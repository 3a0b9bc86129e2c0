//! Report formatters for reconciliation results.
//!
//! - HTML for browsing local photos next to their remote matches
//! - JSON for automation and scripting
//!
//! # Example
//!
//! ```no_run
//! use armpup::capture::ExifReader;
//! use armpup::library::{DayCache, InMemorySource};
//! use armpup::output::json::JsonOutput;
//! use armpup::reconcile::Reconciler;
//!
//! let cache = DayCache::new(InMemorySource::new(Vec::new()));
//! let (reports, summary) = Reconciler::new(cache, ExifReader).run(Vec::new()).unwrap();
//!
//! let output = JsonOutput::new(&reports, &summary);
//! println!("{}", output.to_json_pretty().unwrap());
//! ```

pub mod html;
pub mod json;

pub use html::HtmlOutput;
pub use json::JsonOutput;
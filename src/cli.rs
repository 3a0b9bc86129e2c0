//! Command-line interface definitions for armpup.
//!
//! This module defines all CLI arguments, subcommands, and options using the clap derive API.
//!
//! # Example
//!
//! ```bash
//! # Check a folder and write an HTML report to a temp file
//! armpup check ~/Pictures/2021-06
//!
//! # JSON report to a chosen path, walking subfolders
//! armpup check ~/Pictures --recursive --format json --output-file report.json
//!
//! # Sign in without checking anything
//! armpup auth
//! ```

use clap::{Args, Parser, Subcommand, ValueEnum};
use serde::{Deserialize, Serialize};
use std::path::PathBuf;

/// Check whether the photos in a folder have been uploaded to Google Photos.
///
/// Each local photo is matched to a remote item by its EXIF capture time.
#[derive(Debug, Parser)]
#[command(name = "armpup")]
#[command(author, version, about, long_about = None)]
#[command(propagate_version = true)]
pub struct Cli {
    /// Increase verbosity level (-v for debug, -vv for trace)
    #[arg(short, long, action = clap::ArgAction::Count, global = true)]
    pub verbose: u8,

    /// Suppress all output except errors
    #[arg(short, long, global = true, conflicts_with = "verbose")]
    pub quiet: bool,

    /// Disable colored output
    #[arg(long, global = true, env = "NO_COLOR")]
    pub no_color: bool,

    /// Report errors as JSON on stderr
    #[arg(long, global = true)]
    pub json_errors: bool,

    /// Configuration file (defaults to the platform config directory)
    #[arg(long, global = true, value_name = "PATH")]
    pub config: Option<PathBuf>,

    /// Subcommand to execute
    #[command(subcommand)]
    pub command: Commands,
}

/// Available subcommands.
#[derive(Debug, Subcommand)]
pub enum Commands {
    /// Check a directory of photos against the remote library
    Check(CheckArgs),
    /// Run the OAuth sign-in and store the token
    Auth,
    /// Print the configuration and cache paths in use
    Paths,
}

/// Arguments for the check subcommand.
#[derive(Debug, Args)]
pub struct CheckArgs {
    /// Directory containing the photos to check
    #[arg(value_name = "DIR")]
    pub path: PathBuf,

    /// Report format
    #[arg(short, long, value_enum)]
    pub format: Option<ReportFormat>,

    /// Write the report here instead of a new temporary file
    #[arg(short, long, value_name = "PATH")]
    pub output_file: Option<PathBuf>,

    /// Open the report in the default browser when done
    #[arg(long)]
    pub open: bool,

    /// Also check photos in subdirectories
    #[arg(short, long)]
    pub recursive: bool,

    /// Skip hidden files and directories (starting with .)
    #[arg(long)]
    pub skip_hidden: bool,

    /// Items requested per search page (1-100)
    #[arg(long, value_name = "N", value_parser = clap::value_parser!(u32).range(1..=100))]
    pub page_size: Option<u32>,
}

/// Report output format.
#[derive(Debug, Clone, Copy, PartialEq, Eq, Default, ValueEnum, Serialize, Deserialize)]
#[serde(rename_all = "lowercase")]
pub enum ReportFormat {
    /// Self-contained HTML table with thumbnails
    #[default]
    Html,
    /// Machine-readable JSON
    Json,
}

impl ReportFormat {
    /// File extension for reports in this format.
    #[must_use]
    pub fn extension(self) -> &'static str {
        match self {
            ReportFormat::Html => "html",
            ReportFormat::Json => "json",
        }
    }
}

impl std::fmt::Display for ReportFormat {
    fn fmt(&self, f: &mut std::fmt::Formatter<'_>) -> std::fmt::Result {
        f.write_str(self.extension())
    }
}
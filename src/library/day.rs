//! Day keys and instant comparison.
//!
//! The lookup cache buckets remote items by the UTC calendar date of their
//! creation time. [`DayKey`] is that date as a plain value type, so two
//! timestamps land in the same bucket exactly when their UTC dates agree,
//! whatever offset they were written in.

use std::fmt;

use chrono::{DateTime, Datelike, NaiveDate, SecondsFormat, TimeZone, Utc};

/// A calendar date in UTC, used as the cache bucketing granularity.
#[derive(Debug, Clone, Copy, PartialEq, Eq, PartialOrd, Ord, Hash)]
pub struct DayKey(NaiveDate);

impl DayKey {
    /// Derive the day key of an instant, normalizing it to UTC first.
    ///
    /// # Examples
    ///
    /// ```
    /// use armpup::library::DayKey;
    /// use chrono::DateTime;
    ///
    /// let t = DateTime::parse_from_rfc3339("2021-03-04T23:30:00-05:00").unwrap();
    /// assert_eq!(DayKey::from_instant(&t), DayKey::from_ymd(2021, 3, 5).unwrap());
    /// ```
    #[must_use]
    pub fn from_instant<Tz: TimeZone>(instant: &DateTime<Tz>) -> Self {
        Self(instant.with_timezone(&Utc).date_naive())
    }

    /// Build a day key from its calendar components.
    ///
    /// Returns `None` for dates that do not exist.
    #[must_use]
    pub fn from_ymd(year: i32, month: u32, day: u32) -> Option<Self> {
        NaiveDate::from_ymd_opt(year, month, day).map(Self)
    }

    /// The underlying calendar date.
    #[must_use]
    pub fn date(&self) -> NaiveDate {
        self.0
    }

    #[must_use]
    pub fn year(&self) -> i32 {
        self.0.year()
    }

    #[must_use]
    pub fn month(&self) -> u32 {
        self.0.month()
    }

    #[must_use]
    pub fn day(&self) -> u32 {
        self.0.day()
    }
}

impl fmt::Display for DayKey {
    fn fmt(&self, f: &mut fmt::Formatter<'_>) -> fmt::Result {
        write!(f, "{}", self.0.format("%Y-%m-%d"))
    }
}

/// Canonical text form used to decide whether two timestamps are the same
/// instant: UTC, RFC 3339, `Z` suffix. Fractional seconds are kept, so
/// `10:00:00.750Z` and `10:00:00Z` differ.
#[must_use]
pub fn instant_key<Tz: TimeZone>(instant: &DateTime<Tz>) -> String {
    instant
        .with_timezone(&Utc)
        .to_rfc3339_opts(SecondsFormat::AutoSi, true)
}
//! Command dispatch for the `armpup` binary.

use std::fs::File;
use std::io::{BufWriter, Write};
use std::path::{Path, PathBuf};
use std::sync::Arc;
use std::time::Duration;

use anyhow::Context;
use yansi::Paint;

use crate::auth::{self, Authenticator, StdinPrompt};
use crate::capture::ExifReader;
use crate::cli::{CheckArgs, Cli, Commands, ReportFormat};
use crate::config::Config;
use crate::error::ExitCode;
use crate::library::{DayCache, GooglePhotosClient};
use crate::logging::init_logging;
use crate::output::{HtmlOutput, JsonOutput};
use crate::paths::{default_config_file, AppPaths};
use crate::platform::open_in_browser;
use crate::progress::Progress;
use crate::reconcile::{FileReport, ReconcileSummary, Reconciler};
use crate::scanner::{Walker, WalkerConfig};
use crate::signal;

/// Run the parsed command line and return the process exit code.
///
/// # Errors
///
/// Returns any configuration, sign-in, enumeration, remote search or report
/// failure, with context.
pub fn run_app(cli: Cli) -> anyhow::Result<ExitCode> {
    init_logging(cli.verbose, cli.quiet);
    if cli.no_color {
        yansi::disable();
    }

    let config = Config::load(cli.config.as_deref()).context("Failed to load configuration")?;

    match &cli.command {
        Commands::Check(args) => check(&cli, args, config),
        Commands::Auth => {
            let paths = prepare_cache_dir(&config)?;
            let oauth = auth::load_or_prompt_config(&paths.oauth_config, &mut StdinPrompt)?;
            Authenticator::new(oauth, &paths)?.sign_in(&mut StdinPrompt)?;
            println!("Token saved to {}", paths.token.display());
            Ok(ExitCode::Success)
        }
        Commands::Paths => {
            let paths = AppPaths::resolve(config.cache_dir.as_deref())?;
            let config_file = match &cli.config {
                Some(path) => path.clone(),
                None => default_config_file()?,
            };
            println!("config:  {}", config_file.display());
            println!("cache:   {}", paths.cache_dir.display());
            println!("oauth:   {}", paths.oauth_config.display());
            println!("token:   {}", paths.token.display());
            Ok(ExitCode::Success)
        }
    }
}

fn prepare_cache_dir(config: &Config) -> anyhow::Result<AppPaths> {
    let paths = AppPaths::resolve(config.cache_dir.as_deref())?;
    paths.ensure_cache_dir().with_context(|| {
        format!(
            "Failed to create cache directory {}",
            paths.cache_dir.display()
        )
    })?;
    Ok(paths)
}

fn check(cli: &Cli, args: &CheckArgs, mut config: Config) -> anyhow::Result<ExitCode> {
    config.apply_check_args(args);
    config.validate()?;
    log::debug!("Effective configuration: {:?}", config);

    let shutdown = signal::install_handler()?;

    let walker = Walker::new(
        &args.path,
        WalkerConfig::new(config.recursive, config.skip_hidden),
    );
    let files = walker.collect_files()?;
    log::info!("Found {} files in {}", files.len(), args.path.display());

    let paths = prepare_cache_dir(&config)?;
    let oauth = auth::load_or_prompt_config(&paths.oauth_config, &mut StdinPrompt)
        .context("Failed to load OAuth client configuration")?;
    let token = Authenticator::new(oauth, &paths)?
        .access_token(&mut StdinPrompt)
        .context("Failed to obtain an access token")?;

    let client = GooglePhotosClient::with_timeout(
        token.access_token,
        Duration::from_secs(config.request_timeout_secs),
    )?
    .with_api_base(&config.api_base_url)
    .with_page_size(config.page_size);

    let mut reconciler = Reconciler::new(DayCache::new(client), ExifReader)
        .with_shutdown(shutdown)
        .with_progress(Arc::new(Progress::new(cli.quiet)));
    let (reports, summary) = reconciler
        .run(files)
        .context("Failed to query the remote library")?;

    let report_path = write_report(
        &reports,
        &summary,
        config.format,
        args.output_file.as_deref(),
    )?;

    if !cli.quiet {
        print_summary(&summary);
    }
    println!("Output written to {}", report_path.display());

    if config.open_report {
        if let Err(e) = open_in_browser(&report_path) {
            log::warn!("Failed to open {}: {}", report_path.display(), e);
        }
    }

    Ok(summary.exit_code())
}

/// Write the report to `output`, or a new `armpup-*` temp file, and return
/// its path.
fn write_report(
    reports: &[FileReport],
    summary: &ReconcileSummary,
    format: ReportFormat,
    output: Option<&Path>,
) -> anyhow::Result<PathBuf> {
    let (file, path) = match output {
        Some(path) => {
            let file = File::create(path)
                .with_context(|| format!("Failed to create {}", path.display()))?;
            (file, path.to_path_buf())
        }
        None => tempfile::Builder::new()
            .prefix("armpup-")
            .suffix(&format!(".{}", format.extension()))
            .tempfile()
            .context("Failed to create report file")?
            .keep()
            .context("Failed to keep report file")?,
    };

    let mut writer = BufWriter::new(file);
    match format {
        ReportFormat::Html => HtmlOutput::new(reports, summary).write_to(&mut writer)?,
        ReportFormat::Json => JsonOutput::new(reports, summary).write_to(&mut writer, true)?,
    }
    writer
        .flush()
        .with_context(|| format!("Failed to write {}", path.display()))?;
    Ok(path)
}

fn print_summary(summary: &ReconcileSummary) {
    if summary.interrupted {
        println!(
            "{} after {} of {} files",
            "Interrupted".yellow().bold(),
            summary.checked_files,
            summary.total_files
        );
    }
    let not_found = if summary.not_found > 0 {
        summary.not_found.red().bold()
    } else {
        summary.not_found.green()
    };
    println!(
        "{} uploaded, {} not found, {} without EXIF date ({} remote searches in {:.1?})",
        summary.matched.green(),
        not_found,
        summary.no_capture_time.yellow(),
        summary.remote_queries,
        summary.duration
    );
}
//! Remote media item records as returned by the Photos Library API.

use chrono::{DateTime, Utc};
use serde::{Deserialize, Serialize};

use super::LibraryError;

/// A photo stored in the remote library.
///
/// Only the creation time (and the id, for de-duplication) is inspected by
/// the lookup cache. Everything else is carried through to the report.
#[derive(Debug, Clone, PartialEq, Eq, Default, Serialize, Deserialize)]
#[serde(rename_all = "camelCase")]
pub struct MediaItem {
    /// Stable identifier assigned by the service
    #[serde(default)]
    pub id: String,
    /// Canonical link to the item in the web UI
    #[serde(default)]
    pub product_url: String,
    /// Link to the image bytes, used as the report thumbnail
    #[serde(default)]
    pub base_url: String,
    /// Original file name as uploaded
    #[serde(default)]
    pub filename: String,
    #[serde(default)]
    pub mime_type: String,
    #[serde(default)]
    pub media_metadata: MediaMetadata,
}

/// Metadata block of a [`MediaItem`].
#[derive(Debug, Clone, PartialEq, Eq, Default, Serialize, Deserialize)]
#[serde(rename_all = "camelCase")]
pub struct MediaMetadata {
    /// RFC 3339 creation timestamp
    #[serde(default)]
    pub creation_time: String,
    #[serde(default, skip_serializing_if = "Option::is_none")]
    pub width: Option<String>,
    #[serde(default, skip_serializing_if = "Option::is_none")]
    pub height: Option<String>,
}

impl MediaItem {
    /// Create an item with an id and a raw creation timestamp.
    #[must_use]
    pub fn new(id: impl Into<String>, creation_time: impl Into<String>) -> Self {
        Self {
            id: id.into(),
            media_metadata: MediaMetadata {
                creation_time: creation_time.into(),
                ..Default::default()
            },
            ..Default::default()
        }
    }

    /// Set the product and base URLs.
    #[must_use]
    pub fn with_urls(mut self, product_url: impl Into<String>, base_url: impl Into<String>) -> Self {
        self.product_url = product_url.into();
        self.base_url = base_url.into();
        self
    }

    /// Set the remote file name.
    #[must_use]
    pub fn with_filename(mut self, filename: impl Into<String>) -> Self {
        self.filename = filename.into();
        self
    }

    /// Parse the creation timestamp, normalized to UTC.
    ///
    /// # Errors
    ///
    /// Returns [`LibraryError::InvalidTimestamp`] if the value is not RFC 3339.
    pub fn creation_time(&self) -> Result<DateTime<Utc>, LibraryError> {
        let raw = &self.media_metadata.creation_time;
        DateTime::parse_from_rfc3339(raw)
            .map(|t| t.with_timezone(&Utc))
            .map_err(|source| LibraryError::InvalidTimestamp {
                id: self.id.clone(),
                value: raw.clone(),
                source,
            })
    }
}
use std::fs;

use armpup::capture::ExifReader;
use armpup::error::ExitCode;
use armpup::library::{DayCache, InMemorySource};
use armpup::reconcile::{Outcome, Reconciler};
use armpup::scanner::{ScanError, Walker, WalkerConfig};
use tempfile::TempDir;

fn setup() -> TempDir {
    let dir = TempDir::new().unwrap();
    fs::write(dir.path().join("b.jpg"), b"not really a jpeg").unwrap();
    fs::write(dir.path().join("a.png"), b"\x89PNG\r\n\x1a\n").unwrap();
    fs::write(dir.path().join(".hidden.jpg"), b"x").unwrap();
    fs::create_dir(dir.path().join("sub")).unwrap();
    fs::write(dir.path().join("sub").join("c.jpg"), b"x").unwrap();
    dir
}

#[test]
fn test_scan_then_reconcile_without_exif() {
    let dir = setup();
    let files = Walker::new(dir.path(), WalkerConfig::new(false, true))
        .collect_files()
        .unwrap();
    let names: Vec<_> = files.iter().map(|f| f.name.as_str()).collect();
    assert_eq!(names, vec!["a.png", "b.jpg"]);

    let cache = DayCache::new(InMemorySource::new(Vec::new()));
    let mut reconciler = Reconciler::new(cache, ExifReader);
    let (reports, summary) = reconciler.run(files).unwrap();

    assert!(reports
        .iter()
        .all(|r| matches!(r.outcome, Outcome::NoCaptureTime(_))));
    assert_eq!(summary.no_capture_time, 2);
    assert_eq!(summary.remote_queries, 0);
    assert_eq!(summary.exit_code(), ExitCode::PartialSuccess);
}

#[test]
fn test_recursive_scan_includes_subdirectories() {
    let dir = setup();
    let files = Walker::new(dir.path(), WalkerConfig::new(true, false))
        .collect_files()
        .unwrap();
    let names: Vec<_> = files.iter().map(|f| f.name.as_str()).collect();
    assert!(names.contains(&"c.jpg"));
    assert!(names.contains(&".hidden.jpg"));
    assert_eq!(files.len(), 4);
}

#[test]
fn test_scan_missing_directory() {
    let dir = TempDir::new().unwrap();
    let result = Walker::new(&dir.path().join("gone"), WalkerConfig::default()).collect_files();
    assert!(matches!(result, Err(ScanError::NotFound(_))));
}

:::

◆ **WORK INSTRUCTION**
Go line by line through the records and copy those that contain the word "scanner".

◆ **SOLUTION FOR THIS EXERCISE**
use crate::scanner::{Walker, WalkerConfig};
use armpup::scanner::{ScanError, Walker, WalkerConfig};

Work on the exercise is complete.